__RECORDS TO USE__
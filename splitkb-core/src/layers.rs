//! Default key map for the 5x12 split board, authored for an AZERTY host.
//!
//! Matrix: lines 0-4, columns 0-5 = left half, columns 6-11 = right half.
//! Line 0 and the outer columns are not wired on this board.

use crate::keycode::{azerty, Keycode, MediaKey};
use crate::keymap::{Binding, Keymap, Layer, LayerBit};
use crate::{NUM_COLUMNS, NUM_LINES};

/// Number of authored layers behind the eight banks.
pub const NUM_LAYERS: usize = 5;

/// Position is unused in this layer.
const ___: Binding = Binding::NONE;

const fn k(key: Keycode) -> Binding {
    Binding::key(key)
}

/// Key sent with Shift forced on.
const fn sh(key: Keycode) -> Binding {
    Binding::forced(key, Keycode::LShift)
}

/// Key sent with AltGr forced on.
const fn ag(key: Keycode) -> Binding {
    Binding::forced(key, Keycode::RAlt)
}

const fn media(key: MediaKey) -> Binding {
    Binding::media(key)
}

const ENT: Binding = k(Keycode::Enter);
const SPC: Binding = k(Keycode::Space);
const BSP: Binding = k(Keycode::Backspace);
const LCTL: Binding = k(Keycode::LCtrl);
const LSFT: Binding = k(Keycode::LShift);
const LALT: Binding = k(Keycode::LAlt);
const LGUI: Binding = k(Keycode::LGui);

/// Layer 0: base letters. The SHIFT selector at (4,4) also sends Shift.
pub static BASE: Layer = [
    [___; NUM_COLUMNS],
    // Left: A Z E R T                 Right: Y U I O P
    [___, k(azerty::A), k(azerty::Z), k(Keycode::E), k(Keycode::R), k(Keycode::T),
     k(Keycode::Y), k(Keycode::U), k(Keycode::I), k(Keycode::O), k(Keycode::P), ___],
    // Left: Q S D F G                 Right: H J K L M
    [___, k(azerty::Q), k(Keycode::S), k(Keycode::D), k(Keycode::F), k(Keycode::G),
     k(Keycode::H), k(Keycode::J), k(Keycode::K), k(Keycode::L), k(azerty::M), ___],
    // Left: W X C V B                 Right: Bksp N . , ;
    [___, k(azerty::W), k(Keycode::X), k(Keycode::C), k(Keycode::V), k(Keycode::B),
     BSP, k(Keycode::N), sh(azerty::SEMICOLON), k(azerty::COMMA), k(azerty::SEMICOLON), ___],
    // Thumbs: Ctrl, Shift, Space/Accent, Enter/Function, Alt, Win
    [___, ___, ___, LCTL, LSFT, SPC,
     ENT, LALT, LGUI, ___, ___, ___],
];

/// Layer 1: everything with Shift forced.
pub static SHIFT: Layer = [
    [___; NUM_COLUMNS],
    [___, sh(azerty::A), sh(azerty::Z), sh(Keycode::E), sh(Keycode::R), sh(Keycode::T),
     sh(Keycode::Y), sh(Keycode::U), sh(Keycode::I), sh(Keycode::O), sh(Keycode::P), ___],
    [___, sh(azerty::Q), sh(Keycode::S), sh(Keycode::D), sh(Keycode::F), sh(Keycode::G),
     sh(Keycode::H), sh(Keycode::J), sh(Keycode::K), sh(Keycode::L), sh(azerty::M), ___],
    // Right: Bksp N ! ? :
    [___, sh(azerty::W), sh(Keycode::X), sh(Keycode::C), sh(Keycode::V), sh(Keycode::B),
     sh(Keycode::Backspace), sh(Keycode::N), k(azerty::EXCLAIM), sh(azerty::COMMA),
     k(azerty::COLON), ___],
    [___, ___, ___, sh(Keycode::LCtrl), ___, sh(Keycode::Space),
     sh(Keycode::Enter), sh(Keycode::LAlt), sh(Keycode::LGui), ___, ___, ___],
];

/// Layer 2: function keys, navigation and media.
pub static FUNCTION: Layer = [
    [___; NUM_COLUMNS],
    // Left: F1-F4 Esc                 Right: Vol+ Alt+Tab Up Menu Home
    [___, k(Keycode::F1), k(Keycode::F2), k(Keycode::F3), k(Keycode::F4), k(Keycode::Escape),
     media(MediaKey::VolumeUp), Binding::forced(Keycode::Tab, Keycode::LAlt), k(Keycode::Up),
     k(Keycode::Menu), k(Keycode::Home), ___],
    // Left: F5-F8 Tab                 Right: Vol- Left Down Right End
    [___, k(Keycode::F5), k(Keycode::F6), k(Keycode::F7), k(Keycode::F8), k(Keycode::Tab),
     media(MediaKey::VolumeDown), k(Keycode::Left), k(Keycode::Down), k(Keycode::Right),
     k(Keycode::End), ___],
    // Left: F9-F12                    Right: Del Enter PgUp PgDn Pause
    [___, k(Keycode::F9), k(Keycode::F10), k(Keycode::F11), k(Keycode::F12), ___,
     k(Keycode::Delete), ENT, k(Keycode::PageUp), k(Keycode::PageDown), k(Keycode::Pause), ___],
    [___, ___, ___, LCTL, LSFT, SPC,
     ENT, LALT, LGUI, ___, ___, ___],
];

/// Layer 3: accents and symbols on the left, keypad on the right.
pub static ACCENT: Layer = [
    [___; NUM_COLUMNS],
    // Left: à é è | '                 Right: / 7 8 9 -
    [___, k(azerty::A_GRAVE), k(azerty::E_ACUTE), k(azerty::E_GRAVE), ag(azerty::MINUS),
     k(azerty::APOSTROPHE),
     sh(azerty::COLON), k(Keycode::Kp7), k(Keycode::Kp8), k(Keycode::Kp9), k(Keycode::KpMinus), ___],
    // Left: @ $ € # "                 Right: * 4 5 6 +
    [___, ag(azerty::A_GRAVE), k(azerty::DOLLAR), ag(Keycode::E), ag(azerty::DQUOTE),
     k(azerty::DQUOTE),
     k(azerty::ASTERISK), k(Keycode::Kp4), k(Keycode::Kp5), k(Keycode::Kp6), k(Keycode::KpPlus), ___],
    // Left: ç _ &                     Right: Bksp 1 2 3 =
    [___, ___, ___, k(azerty::C_CEDILLA), k(azerty::UNDERSCORE), k(azerty::AMPERSAND),
     BSP, k(Keycode::Kp1), k(Keycode::Kp2), k(Keycode::Kp3), k(azerty::EQUAL), ___],
    // Thumbs: Win, Ctrl, Shift, Enter, 0, .
    [___, LGUI, ___, LCTL, LSFT, ___,
     ENT, k(Keycode::Kp0), sh(azerty::SEMICOLON), ___, ___, ___],
];

/// Layer 4: brackets and AltGr symbols, reached with ACCENT and FUNCTION
/// together.
pub static ACCENT2: Layer = [
    [___; NUM_COLUMNS],
    // Left: `                         Right: \ } ) ] >
    [___, ___, ___, ___, ___, ag(azerty::E_GRAVE),
     ag(azerty::UNDERSCORE), ag(azerty::EQUAL), k(azerty::RPAREN), ag(azerty::RPAREN),
     sh(azerty::ANGLE_BRACKETS), ___],
    // Left: ^                         Right: ~ { ( [ <
    [___, ___, ___, ___, ___, k(azerty::CARET),
     ag(azerty::E_ACUTE), ag(azerty::APOSTROPHE), k(azerty::LPAREN), ag(azerty::LPAREN),
     k(azerty::ANGLE_BRACKETS), ___],
    // Left: %
    [___, ___, ___, ___, ___, sh(azerty::U_GRAVE),
     ___, ___, ___, ___, ___, ___],
    [___; NUM_COLUMNS],
];

/// Authored layers, in display order.
pub static LAYERS: [(&str, &Layer); NUM_LAYERS] = [
    ("Base", &BASE),
    ("Shift", &SHIFT),
    ("Function", &FUNCTION),
    ("Accent", &ACCENT),
    ("Accent 2", &ACCENT2),
];

const NO: LayerBit = LayerBit::None;

pub const SELECTORS: [[LayerBit; NUM_COLUMNS]; NUM_LINES] = [
    [NO; NUM_COLUMNS],
    [NO; NUM_COLUMNS],
    [NO; NUM_COLUMNS],
    [NO; NUM_COLUMNS],
    [NO, NO, NO, NO, LayerBit::Shift, LayerBit::Accent,
     LayerBit::Function, NO, NO, NO, NO, NO],
];

pub const ON_RELEASE: [[bool; NUM_COLUMNS]; NUM_LINES] = [
    [false; NUM_COLUMNS],
    [false; NUM_COLUMNS],
    [false; NUM_COLUMNS],
    [false; NUM_COLUMNS],
    [false, false, false, false, false, true,
     true, false, false, false, false, false],
];

pub const RESET_IMMUNE: [[bool; NUM_COLUMNS]; NUM_LINES] = [
    [false; NUM_COLUMNS],
    [false; NUM_COLUMNS],
    [false; NUM_COLUMNS],
    [false; NUM_COLUMNS],
    [false, false, false, true, true, false,
     false, false, true, false, false, false],
];

/// The key map the firmware ships with.
///
/// Bank index is the layer mask (bit 0 SHIFT, bit 1 FUNCTION, bit 2 ACCENT).
/// SHIFT on top of FUNCTION or ACCENT keeps that layer.
pub static DEFAULT_KEYMAP: Keymap = Keymap {
    banks: [
        &BASE, &SHIFT, &FUNCTION, &FUNCTION, &ACCENT, &ACCENT, &ACCENT2, &ACCENT2,
    ],
    selectors: SELECTORS,
    on_release: ON_RELEASE,
    reset_immune: RESET_IMMUNE,
};

#[cfg(test)]
mod tests {
    use super::*;
    use crate::event::Coord;
    use crate::keymap::{LayerMask, Resolved};

    const SHIFT_SELECTOR: Coord = Coord::new(4, 4);

    fn at(mask: LayerMask, line: u8, column: u8) -> Resolved {
        DEFAULT_KEYMAP.resolve(mask, Coord::new(line, column))
    }

    #[test]
    fn base_layer_is_azerty() {
        let a = at(LayerMask::EMPTY, 1, 1);
        assert_eq!(a.key, Some(Keycode::Q));
        assert_eq!(a.key.map(Keycode::display_name), Some("A"));
    }

    #[test]
    fn base_punctuation_row() {
        // `.` is Shift + `;` on AZERTY
        let dot = at(LayerMask::EMPTY, 3, 8);
        assert_eq!(dot.key, Some(Keycode::Comma));
        assert_eq!(dot.forced, Some(Keycode::LShift));
        assert_eq!(at(LayerMask::EMPTY, 3, 9).key, Some(azerty::COMMA));
        assert_eq!(at(LayerMask::EMPTY, 3, 10).key, Some(azerty::SEMICOLON));
        assert_eq!(at(LayerMask::EMPTY, 3, 10).forced, None);
    }

    #[test]
    fn shift_bank_forces_shift() {
        let a = at(LayerMask::SHIFT, 1, 1);
        assert_eq!(a.key, Some(azerty::A));
        assert_eq!(a.forced, Some(Keycode::LShift));
    }

    #[test]
    fn shift_bank_punctuation_is_not_shifted() {
        let bang = at(LayerMask::SHIFT, 3, 8);
        assert_eq!(bang.key, Some(azerty::EXCLAIM));
        assert_eq!(bang.forced, None);
        let question = at(LayerMask::SHIFT, 3, 9);
        assert_eq!(question.key, Some(azerty::COMMA));
        assert_eq!(question.forced, Some(Keycode::LShift));
    }

    #[test]
    fn shift_bank_control_is_shift_control() {
        let ctrl = at(LayerMask::SHIFT, 4, 3);
        assert_eq!(ctrl.key, Some(Keycode::LCtrl));
        assert_eq!(ctrl.forced, Some(Keycode::LShift));
    }

    #[test]
    fn shift_selector_sends_shift_outside_the_shift_bank() {
        for mask in [LayerMask::EMPTY, LayerMask::FUNCTION, LayerMask::ACCENT] {
            let shift = DEFAULT_KEYMAP.resolve(mask, SHIFT_SELECTOR);
            assert_eq!(shift.key, Some(Keycode::LShift), "{mask:?}");
        }
        assert!(DEFAULT_KEYMAP.resolve(LayerMask::SHIFT, SHIFT_SELECTOR).is_empty());
    }

    #[test]
    fn accent_layer_accents_and_altgr_symbols() {
        assert_eq!(at(LayerMask::ACCENT, 1, 1).key, Some(azerty::A_GRAVE));
        assert_eq!(at(LayerMask::ACCENT, 1, 2).key, Some(azerty::E_ACUTE));
        assert_eq!(at(LayerMask::ACCENT, 1, 3).key, Some(azerty::E_GRAVE));

        let at_sign = at(LayerMask::ACCENT, 2, 1);
        assert_eq!(at_sign.key, Some(azerty::A_GRAVE));
        assert_eq!(at_sign.forced, Some(Keycode::RAlt));
        let euro = at(LayerMask::ACCENT, 2, 3);
        assert_eq!(euro.key, Some(Keycode::E));
        assert_eq!(euro.forced, Some(Keycode::RAlt));
        assert_eq!(at(LayerMask::ACCENT, 2, 2).key, Some(azerty::DOLLAR));
    }

    #[test]
    fn shift_on_accent_keeps_the_keypad() {
        let plain = at(LayerMask::ACCENT, 1, 7);
        let shifted = at(LayerMask::ACCENT | LayerMask::SHIFT, 1, 7);
        assert_eq!(plain.key, Some(Keycode::Kp7));
        assert_eq!(shifted, plain);
    }

    #[test]
    fn function_layer_has_media_and_forced_alt_tab() {
        let vol = at(LayerMask::FUNCTION, 1, 6);
        assert_eq!(vol.media, Some(MediaKey::VolumeUp));
        let alt_tab = at(LayerMask::FUNCTION, 1, 7);
        assert_eq!(alt_tab.key, Some(Keycode::Tab));
        assert_eq!(alt_tab.forced, Some(Keycode::LAlt));
    }

    #[test]
    fn thumb_flags() {
        let shift = DEFAULT_KEYMAP.flags(SHIFT_SELECTOR);
        assert_eq!(shift.selector, LayerBit::Shift);
        assert!(shift.reset_immune);
        assert!(!shift.resolves_on_release);

        let accent = DEFAULT_KEYMAP.flags(Coord::new(4, 5));
        assert_eq!(accent.selector, LayerBit::Accent);
        assert!(accent.resolves_on_release);

        let function = DEFAULT_KEYMAP.flags(Coord::new(4, 6));
        assert_eq!(function.selector, LayerBit::Function);
        assert!(function.resolves_on_release);
        assert!(!function.reset_immune);
    }

    #[test]
    fn accent_and_function_share_a_bank() {
        // `}` is AltGr + `=`
        let both = at(LayerMask::ACCENT | LayerMask::FUNCTION, 1, 7);
        assert_eq!(both.key, Some(azerty::EQUAL));
        assert_eq!(both.forced, Some(Keycode::RAlt));
        assert_eq!(at(LayerMask::ACCENT | LayerMask::FUNCTION, 2, 8).key, Some(azerty::LPAREN));
    }
}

__TO DO__
If a line in the material contains the word "Thumbs", copy that line.

__RESULT__
    // Thumbs: Ctrl, Shift, Space/Accent, Enter/Function, Alt, Win
    // Thumbs: Win, Ctrl, Shift, Enter, 0, .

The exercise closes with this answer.